DATASET ENTRIES below:

//! Parse tree nodes produced by the template parser.
//!
//! Every node records the position of the token that starts it. The set of
//! node kinds is closed: consumers match on [`Node`] and get exhaustiveness
//! checking for free.

use indexmap::IndexMap;

use crate::pos::Pos;

// ============================================================================
// Trees
// ============================================================================

/// A parsed, named template.
#[derive(Debug, Clone, PartialEq)]
pub struct Tree {
    /// Name of the template this tree represents.
    pub name: String,
    /// Name of the top-level template being parsed, used in diagnostics.
    pub parse_name: String,
    /// Top-level nodes.
    pub root: ListNode,
}

impl Tree {
    /// Whether the tree has no content beyond whitespace and comments.
    #[must_use]
    pub fn is_empty(&self) -> bool {
        self.root.is_empty_tree()
    }
}

/// Trees produced by one parse, keyed by template name in definition order.
///
/// Besides the top-level template, every `define` and `block` contributes a tree.
pub type TreeSet = IndexMap<String, Tree>;

/// A sequence of nodes.
#[derive(Debug, Clone, PartialEq, Default)]
pub struct ListNode {
    /// Position of the first token in the list.
    pub pos: Pos,
    /// The nodes, in source order.
    pub nodes: Vec<Node>,
}

impl ListNode {
    /// Create an empty list.
    #[must_use]
    pub const fn new(pos: Pos) -> Self {
        Self {
            pos,
            nodes: Vec::new(),
        }
    }

    /// Whether the list has no content beyond whitespace and comments.
    #[must_use]
    pub fn is_empty_tree(&self) -> bool {
        self.nodes.iter().all(|node| match node {
            Node::Text(text) => text.text.trim().is_empty(),
            Node::Comment(_) => true,
            _ => false,
        })
    }
}

// ============================================================================
// Nodes
// ============================================================================

/// A node of the parse tree.
#[derive(Debug, Clone, PartialEq)]
pub enum Node {
    /// Plain text.
    Text(TextNode),
    /// A comment.
    Comment(CommentNode),
    /// A non-control action such as `{{.Field}}`.
    Action(ActionNode),
    /// A parenthesized pipeline used as an operand.
    Pipe(PipeNode),
    /// A command; only appears inside pipelines.
    Command(CommandNode),
    /// A function name.
    Identifier(IdentifierNode),
    /// A variable reference with an optional field path.
    Variable(VariableNode),
    /// The cursor, `.`.
    Dot(DotNode),
    /// The untyped `nil` constant.
    Nil(NilNode),
    /// A field reference such as `.Name`.
    Field(FieldNode),
    /// A field path applied to another term.
    Chain(ChainNode),
    /// A boolean constant.
    Bool(BoolNode),
    /// A numeric constant.
    Number(NumberNode),
    /// A string constant.
    String(StringNode),
    /// An `if` action.
    If(BranchNode),
    /// A `range` action.
    Range(BranchNode),
    /// A `with` action.
    With(BranchNode),
    /// A `template` invocation (also produced by `block`).
    Template(TemplateNode),
    /// A `break` action.
    Break(BreakNode),
    /// A `continue` action.
    Continue(ContinueNode),
}

impl Node {
    /// Position of the node in the source.
    #[must_use]
    pub fn pos(&self) -> Pos {
        NodeRef::from(self).pos()
    }

    /// Short lowercase name of the node kind, e.g. `"field"` or `"range"`.
    #[must_use]
    pub fn kind_name(&self) -> &'static str {
        NodeRef::from(self).kind_name()
    }
}

/// Plain text.
#[derive(Debug, Clone, PartialEq, Eq)]
pub struct TextNode {
    /// Source position.
    pub pos: Pos,
    /// The text, verbatim.
    pub text: String,
}

/// A comment.
#[derive(Debug, Clone, PartialEq, Eq)]
pub struct CommentNode {
    /// Source position.
    pub pos: Pos,
    /// Comment text including the `/*` and `*/` markers.
    pub text: String,
}

/// A non-control action.
#[derive(Debug, Clone, PartialEq)]
pub struct ActionNode {
    /// Source position.
    pub pos: Pos,
    /// The pipeline to evaluate.
    pub pipe: PipeNode,
}

/// A pipeline with optional declarations.
#[derive(Debug, Clone, PartialEq)]
pub struct PipeNode {
    /// Source position.
    pub pos: Pos,
    /// Whether the declarations assign (`=`) rather than declare (`:=`).
    pub is_assign: bool,
    /// Declared or assigned variables, in order.
    pub decl: Vec<VariableNode>,
    /// Commands, in pipeline order.
    pub cmds: Vec<CommandNode>,
}

/// A command: a function call, field access or literal with arguments.
#[derive(Debug, Clone, PartialEq)]
pub struct CommandNode {
    /// Source position.
    pub pos: Pos,
    /// Arguments in source order; the first is the operand being invoked.
    pub args: Vec<Node>,
}

/// A function name.
#[derive(Debug, Clone, PartialEq, Eq)]
pub struct IdentifierNode {
    /// Source position.
    pub pos: Pos,
    /// The function name.
    pub ident: String,
}

/// A variable reference. The first segment is the variable name including `$`.
#[derive(Debug, Clone, PartialEq, Eq)]
pub struct VariableNode {
    /// Source position.
    pub pos: Pos,
    /// Variable name followed by field names.
    pub ident: Vec<String>,
}

/// The cursor, `.`.
#[derive(Debug, Clone, Copy, PartialEq, Eq)]
pub struct DotNode {
    /// Source position.
    pub pos: Pos,
}

/// The `nil` constant.
#[derive(Debug, Clone, Copy, PartialEq, Eq)]
pub struct NilNode {
    /// Source position.
    pub pos: Pos,
}

/// A field reference, `.A`.
#[derive(Debug, Clone, PartialEq, Eq)]
pub struct FieldNode {
    /// Source position.
    pub pos: Pos,
    /// Field names without the leading dots.
    pub ident: Vec<String>,
}

/// A field path applied to a term, e.g. `.A.B.C` or `(pipeline).Field`.
#[derive(Debug, Clone, PartialEq)]
pub struct ChainNode {
    /// Position of the first chained field.
    pub pos: Pos,
    /// The term the fields apply to.
    pub node: Box<Node>,
    /// Field names without the leading dots.
    pub field: Vec<String>,
}

/// A boolean constant.
#[derive(Debug, Clone, Copy, PartialEq, Eq)]
pub struct BoolNode {
    /// Source position.
    pub pos: Pos,
    /// The value.
    pub value: bool,
}

/// A numeric constant, with every interpretation that fits its value.
#[derive(Debug, Clone, PartialEq)]
pub struct NumberNode {
    /// Source position.
    pub pos: Pos,
    /// Whether the number is representable as `i64`.
    pub is_int: bool,
    /// Whether the number is representable as `u64`.
    pub is_uint: bool,
    /// Whether the number is representable as `f64`.
    pub is_float: bool,
    /// Integer value, valid when `is_int`.
    pub int: i64,
    /// Unsigned value, valid when `is_uint`.
    pub uint: u64,
    /// Floating-point value, valid when `is_float`.
    pub float: f64,
    /// The original text.
    pub text: String,
}

/// A string constant.
#[derive(Debug, Clone, PartialEq, Eq)]
pub struct StringNode {
    /// Source position.
    pub pos: Pos,
    /// The original text, with quotes.
    pub quoted: String,
    /// The string after quote processing.
    pub text: String,
}

/// The shared shape of `if`, `range` and `with`.
#[derive(Debug, Clone, PartialEq)]
pub struct BranchNode {
    /// Source position.
    pub pos: Pos,
    /// The controlling pipeline.
    pub pipe: PipeNode,
    /// Executed when the pipeline is non-empty.
    pub list: ListNode,
    /// Executed otherwise.
    pub else_list: Option<ListNode>,
}

/// A `template` invocation.
#[derive(Debug, Clone, PartialEq)]
pub struct TemplateNode {
    /// Source position.
    pub pos: Pos,
    /// Name of the invoked template.
    pub name: String,
    /// The argument that becomes the invoked template's dot.
    pub pipe: Option<PipeNode>,
}

/// A `break` action.
#[derive(Debug, Clone, Copy, PartialEq, Eq)]
pub struct BreakNode {
    /// Source position.
    pub pos: Pos,
}

/// A `continue` action.
#[derive(Debug, Clone, Copy, PartialEq, Eq)]
pub struct ContinueNode {
    /// Source position.
    pub pos: Pos,
}

// ============================================================================
// Borrowed views
// ============================================================================

/// A borrowed reference to any parse-tree node.
///
/// Pipelines store their declarations and commands as concrete node types
/// rather than [`Node`], so code that needs to talk about "some node" uses
/// this view.
#[derive(Debug, Clone, Copy, PartialEq)]
pub enum NodeRef<'a> {
    /// Plain text.
    Text(&'a TextNode),
    /// A comment.
    Comment(&'a CommentNode),
    /// A non-control action.
    Action(&'a ActionNode),
    /// A pipeline.
    Pipe(&'a PipeNode),
    /// A command.
    Command(&'a CommandNode),
    /// A function name.
    Identifier(&'a IdentifierNode),
    /// A variable reference.
    Variable(&'a VariableNode),
    /// The cursor.
    Dot(&'a DotNode),
    /// The `nil` constant.
    Nil(&'a NilNode),
    /// A field reference.
    Field(&'a FieldNode),
    /// A field chain.
    Chain(&'a ChainNode),
    /// A boolean constant.
    Bool(&'a BoolNode),
    /// A numeric constant.
    Number(&'a NumberNode),
    /// A string constant.
    String(&'a StringNode),
    /// An `if` action.
    If(&'a BranchNode),
    /// A `range` action.
    Range(&'a BranchNode),
    /// A `with` action.
    With(&'a BranchNode),
    /// A `template` invocation.
    Template(&'a TemplateNode),
    /// A `break` action.
    Break(&'a BreakNode),
    /// A `continue` action.
    Continue(&'a ContinueNode),
}

impl NodeRef<'_> {
    /// Position of the node in the source.
    #[must_use]
    pub const fn pos(&self) -> Pos {
        match self {
            Self::Text(n) => n.pos,
            Self::Comment(n) => n.pos,
            Self::Action(n) => n.pos,
            Self::Pipe(n) => n.pos,
            Self::Command(n) => n.pos,
            Self::Identifier(n) => n.pos,
            Self::Variable(n) => n.pos,
            Self::Dot(n) => n.pos,
            Self::Nil(n) => n.pos,
            Self::Field(n) => n.pos,
            Self::Chain(n) => n.pos,
            Self::Bool(n) => n.pos,
            Self::Number(n) => n.pos,
            Self::String(n) => n.pos,
            Self::If(n) | Self::Range(n) | Self::With(n) => n.pos,
            Self::Template(n) => n.pos,
            Self::Break(n) => n.pos,
            Self::Continue(n) => n.pos,
        }
    }

    /// Short lowercase name of the node kind.
    #[must_use]
    pub const fn kind_name(&self) -> &'static str {
        match self {
            Self::Text(_) => "text",
            Self::Comment(_) => "comment",
            Self::Action(_) => "action",
            Self::Pipe(_) => "pipe",
            Self::Command(_) => "command",
            Self::Identifier(_) => "identifier",
            Self::Variable(_) => "variable",
            Self::Dot(_) => "dot",
            Self::Nil(_) => "nil",
            Self::Field(_) => "field",
            Self::Chain(_) => "chain",
            Self::Bool(_) => "bool",
            Self::Number(_) => "number",
            Self::String(_) => "string",
            Self::If(_) => "if",
            Self::Range(_) => "range",
            Self::With(_) => "with",
            Self::Template(_) => "template",
            Self::Break(_) => "break",
            Self::Continue(_) => "continue",
        }
    }
}

impl<'a> From<&'a Node> for NodeRef<'a> {
    fn from(node: &'a Node) -> Self {
        match node {
            Node::Text(n) => Self::Text(n),
            Node::Comment(n) => Self::Comment(n),
            Node::Action(n) => Self::Action(n),
            Node::Pipe(n) => Self::Pipe(n),
            Node::Command(n) => Self::Command(n),
            Node::Identifier(n) => Self::Identifier(n),
            Node::Variable(n) => Self::Variable(n),
            Node::Dot(n) => Self::Dot(n),
            Node::Nil(n) => Self::Nil(n),
            Node::Field(n) => Self::Field(n),
            Node::Chain(n) => Self::Chain(n),
            Node::Bool(n) => Self::Bool(n),
            Node::Number(n) => Self::Number(n),
            Node::String(n) => Self::String(n),
            Node::If(n) => Self::If(n),
            Node::Range(n) => Self::Range(n),
            Node::With(n) => Self::With(n),
            Node::Template(n) => Self::Template(n),
            Node::Break(n) => Self::Break(n),
            Node::Continue(n) => Self::Continue(n),
        }
    }
}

End of DATASET ENTRIES.

### WHAT THIS TASK INVOLVES
Among the lines above, return those that contain the string "StringNode".

### REPLY TO THE EXERCISE
    String(StringNode),
pub struct StringNode {
    String(&'a StringNode),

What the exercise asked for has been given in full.